On the other hand, Robbie was also the heir to the Kruger-Brent fortune. For ten billion dollars, it appeared, Maureen Swanson was prepared to make an exception to her usual dating criteria. Robbie Templeton might not be built like a football player, but he was worth more money than most pros.

Maureen smiled. ‘I know a guy who lives around here. There’s always a party going on at his place. You wanna check it out?’

Robbie weighed up his options. He did not want to check it out. He did not want to go to a party, especially not with Maureen Swanson. He wanted to be left alone so that he could go and kill himself somewhere, quietly, without his last memory being a pair of Dolly Parton breasts or daisy-patterned panties from JCPenney. Was that so much to ask?

And yet … a party meant other people. Noise. Drugs. Distractions for Maureen.

Drugs.

Robbie shrugged. What the hell.

‘Sure, why not? I’ve got nothing better to do.’

When Peter Templeton got home that evening, he expected to find his son waiting for him.

‘Robert!’

He let the front door slam shut behind him.

‘ROBERT!’

Peter Templeton no longer felt guilty about slapping Robert this afternoon. He was against physical violence generally, especially as a form of parental control. But desperate times called for desperate measures. Robert had stood in his office, laughing at him. Actually laughing. After all the trouble he’d caused the family: the expulsions, the run-ins with the police, the shoplifting. After all the money and time that Peter had personally spent trying to help him: all the therapists and vacations and hundred-dollar-an-hour piano lessons: Robert still thought of the situation as one big joke.

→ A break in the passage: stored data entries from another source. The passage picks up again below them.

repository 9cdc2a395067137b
//! Facade contest server - main entry point.
//!
//! Starts the Actix-web server with configured routes and middleware.

use actix_cors::Cors;
use actix_files::Files;
use actix_web::{App, HttpServer, http::header, web};
use tracing::{error, info, warn};
use tracing_subscriber::EnvFilter;
use utoipa::OpenApi;
use utoipa_swagger_ui::SwaggerUi;

use facade_contest_lib::api::{self, ApiDoc};
use facade_contest_lib::config::{Config, StorageBackend};
use facade_contest_lib::db::DbPool;
use facade_contest_lib::error::set_verbose_errors;
use facade_contest_lib::middleware::RequestLogger;
use facade_contest_lib::services::storage::AssetKind;
use facade_contest_lib::services::{ContestSite, DesignClient, Orchestrator, build_asset_store};

/// Perform health check (for Docker healthcheck).
fn health_check() -> bool {
    Config::from_env().is_ok()
}

fn startup_error(context: &str, err: impl std::fmt::Display) -> std::io::Error {
    error!("{}: {}", context, err);
    std::io::Error::other(format!("{}: {}", context, err))
}

#[actix_web::main]
async fn main() -> std::io::Result<()> {
    // Check for --health-check flag (used by Docker HEALTHCHECK)
    if std::env::args().any(|arg| arg == "--health-check") {
        dotenvy::dotenv().ok();
        std::process::exit(if health_check() { 0 } else { 1 });
    }

    dotenvy::dotenv().ok();

    tracing_subscriber::fmt()
        .with_env_filter(
            EnvFilter::try_from_default_env().unwrap_or_else(|_| EnvFilter::new("info")),
        )
        .init();

    let config = match Config::from_env() {
        Ok(cfg) => cfg,
        Err(e) => {
            error!("Failed to load configuration: {}", e);
            error!("");
            error!("Please check your environment variables:");
            error!("  - RUST_ENV must be set to 'development' or 'production'");
            error!("  - In production, DATABASE_URL must be set");
            error!("  - In production, values must not match development defaults");
            std::process::exit(1);
        }
    };

    info!("========================================");
    info!("  Facade Contest Server");
    info!("  Environment: {}", config.environment);
    info!("========================================");

    if config.is_development() {
        warn!("Running in DEVELOPMENT mode - do not use in production!");
    }
    set_verbose_errors(config.is_development());

    let pool = DbPool::new(&config)
        .await
        .map_err(|e| startup_error("Failed to initialize database", e))?;
    pool.run_migrations()
        .await
        .map_err(|e| startup_error("Failed to run migrations", e))?;
    info!("Database migrations complete");

    let store = build_asset_store(&config.storage)
        .await
        .map_err(|e| startup_error("Failed to initialize asset storage", e))?;
    let client = DesignClient::from_settings(&config.generation)
        .map_err(|e| startup_error("Failed to initialize generation client", e))?;
    if config.generation.api_key.is_none() {
        warn!("GEMINI_API_KEY not set; all designs will use local image processing");
    }

    let orchestrator = Orchestrator::new(
        pool.clone(),
        store,
        client,
        config.upload.clone(),
        config.generation.brand_name.clone(),
    );
    let site = ContestSite {
        public_url: config.public_url.clone(),
        brand_name: config.generation.brand_name.clone(),
    };

    let bind_address = config.bind_address();
    let cors_origin = config.cors_origin.clone();
    let is_development = config.is_development();
    let local_assets = match config.storage.backend {
        StorageBackend::Local => Some(config.storage.data_dir.clone()),
        StorageBackend::S3 => None,
    };

    info!(
        "Upload limits: {}MB max size, types: {}",
        config.upload.max_upload_size / 1024 / 1024,
        config.upload.allowed_mime_types.join(", ")
    );

    let worker_count = if is_development { 4 } else { num_cpus::get() };
    info!(
        "Starting server at http://{} ({} workers)",
        bind_address, worker_count
    );

    let server_pool = pool.clone();
    let server = HttpServer::new(move || {
        let mut cors = if cors_origin == "*" {
            Cors::default().allow_any_origin()
        } else {
            Cors::default().allowed_origin(&cors_origin)
        };
        cors = cors
            .allowed_methods(vec!["GET", "POST", "PUT", "DELETE", "OPTIONS"])
            .allowed_headers(vec![header::ACCEPT, header::CONTENT_TYPE])
            .max_age(3600);
        if is_development && cors_origin != "*" {
            cors = cors.allowed_origin("http://127.0.0.1:3000");
        }

        let mut app = App::new()
            .wrap(cors)
            .wrap(RequestLogger)
            .app_data(web::Data::new(server_pool.clone()))
            .app_data(web::Data::new(orchestrator.clone()))
            .app_data(web::Data::new(site.clone()))
            .service(web::scope("/api").configure(api::configure_api))
            .service(
                SwaggerUi::new("/api-docs/{_:.*}").url("/api-docs/openapi.json", ApiDoc::openapi()),
            );

        if let Some(ref root) = local_assets {
            for kind in [AssetKind::Upload, AssetKind::Generated] {
                app = app.service(Files::new(
                    &format!("/{}", kind.dir()),
                    root.join(kind.dir()),
                ));
            }
        }

        app
    })
    .workers(worker_count)
    .bind(&bind_address)?
    .run();

    let result = server.await;

    info!("Server stopped, closing database pool");
    if let Err(e) = pool.close().await {
        warn!("Failed to close database pool: {}", e);
    }

    result
}
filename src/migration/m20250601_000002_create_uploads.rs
//! Create uploads table.

use sea_orm_migration::prelude::*;

use super::m20250601_000001_create_users::Users;

#[derive(DeriveMigrationName)]
pub struct Migration;

#[async_trait::async_trait]
impl MigrationTrait for Migration {
    async fn up(&self, manager: &SchemaManager) -> Result<(), DbErr> {
        manager
            .create_table(
                Table::create()
                    .table(Uploads::Table)
                    .if_not_exists()
                    .col(ColumnDef::new(Uploads::Id).uuid().not_null().primary_key())
                    .col(ColumnDef::new(Uploads::UserId).uuid())
                    .col(ColumnDef::new(Uploads::OriginalName).string_len(255).not_null())
                    .col(ColumnDef::new(Uploads::StoredFilename).string_len(255).not_null())
                    .col(ColumnDef::new(Uploads::StoredPath).string_len(1024).not_null())
                    .col(ColumnDef::new(Uploads::StorageKey).string_len(1024).not_null())
                    .col(ColumnDef::new(Uploads::FileSize).big_integer().not_null())
                    .col(ColumnDef::new(Uploads::MimeType).string_len(64).not_null())
                    .col(
                        ColumnDef::new(Uploads::UploadType)
                            .string_len(20)
                            .not_null()
                            .default("storefront"),
                    )
                    // Validated in the application; designs may be deleted independently
                    .col(ColumnDef::new(Uploads::StorefrontDesignId).uuid())
                    .col(
                        ColumnDef::new(Uploads::CreatedAt)
                            .timestamp_with_time_zone()
                            .not_null()
                            .default(Expr::current_timestamp()),
                    )
                    .foreign_key(
                        ForeignKey::create()
                            .from(Uploads::Table, Uploads::UserId)
                            .to(Users::Table, Users::Id)
                            .on_delete(ForeignKeyAction::Cascade),
                    )
                    .to_owned(),
            )
            .await?;

        manager
            .create_index(
                Index::create()
                    .name("idx_uploads_user")
                    .table(Uploads::Table)
                    .col(Uploads::UserId)
                    .to_owned(),
            )
            .await
    }

    async fn down(&self, manager: &SchemaManager) -> Result<(), DbErr> {
        manager
            .drop_table(Table::drop().table(Uploads::Table).to_owned())
            .await
    }
}

#[derive(DeriveIden)]
pub enum Uploads {
    Table,
    Id,
    UserId,
    OriginalName,
    StoredFilename,
    StoredPath,
    StorageKey,
    FileSize,
    MimeType,
    UploadType,
    StorefrontDesignId,
    CreatedAt,
}
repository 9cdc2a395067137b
//! HTTP middleware.

pub mod request_logger;

pub use request_logger::RequestLogger;
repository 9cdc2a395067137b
//! Uploaded source photograph (storefront or interior).

use sea_orm::entity::prelude::*;

#[derive(Clone, Debug, PartialEq, Eq, DeriveEntityModel)]
#[sea_orm(table_name = "uploads")]
pub struct Model {
    #[sea_orm(primary_key, auto_increment = false)]
    pub id: Uuid,
    pub user_id: Option<Uuid>,
    pub original_name: String,
    pub stored_filename: String,
    /// Public reference: `/uploads/<file>` or an object storage URL
    pub stored_path: String,
    /// Asset store key used to read the bytes back
    pub storage_key: String,
    pub file_size: i64,
    pub mime_type: String,
    pub upload_type: String,
    pub storefront_design_id: Option<Uuid>,
    pub created_at: DateTimeUtc,
}

#[derive(Copy, Clone, Debug, EnumIter, DeriveRelation)]
pub enum Relation {
    #[sea_orm(
        belongs_to = "super::user::Entity",
        from = "Column::UserId",
        to = "super::user::Column::Id",
        on_delete = "Cascade"
    )]
    User,
    #[sea_orm(has_many = "super::generated_design::Entity")]
    GeneratedDesign,
}

impl Related<super::user::Entity> for Entity {
    fn to() -> RelationDef {
        Relation::User.def()
    }
}

impl Related<super::generated_design::Entity> for Entity {
    fn to() -> RelationDef {
        Relation::GeneratedDesign.def()
    }
}

impl ActiveModelBehavior for ActiveModel {}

Well the joke was on him this time. Peter Templeton had had enough.

Bounding up the stairs, two at a time, in the direction of Robbie’s bedroom, Peter ran into the housekeeper, Mrs Carter. She was standing on the landing. She looked apologetic.

‘I’m afraid Master Robert’s not here, sir. We haven’t seen him since he left for school this morning. Is something wrong?’

Peter scowled. ‘Damn right something’s wrong. He’s gone and got himself kicked out of St Bede’s. I doubt there’s a school left in the state of New York that would take him now. Frankly, I can’t say I blame them.’

‘Oh dear.’

Mrs Carter wrung her hands despairingly. She adored Robbie, but he did seem to be getting himself into an awful lot of scrapes lately.

‘Robbie? Is that you?’

Lexi had heard the front door slam and come running out of the nursery in her nightgown, eager to see her brother. As always, Peter’s heart lifted at the sight of her.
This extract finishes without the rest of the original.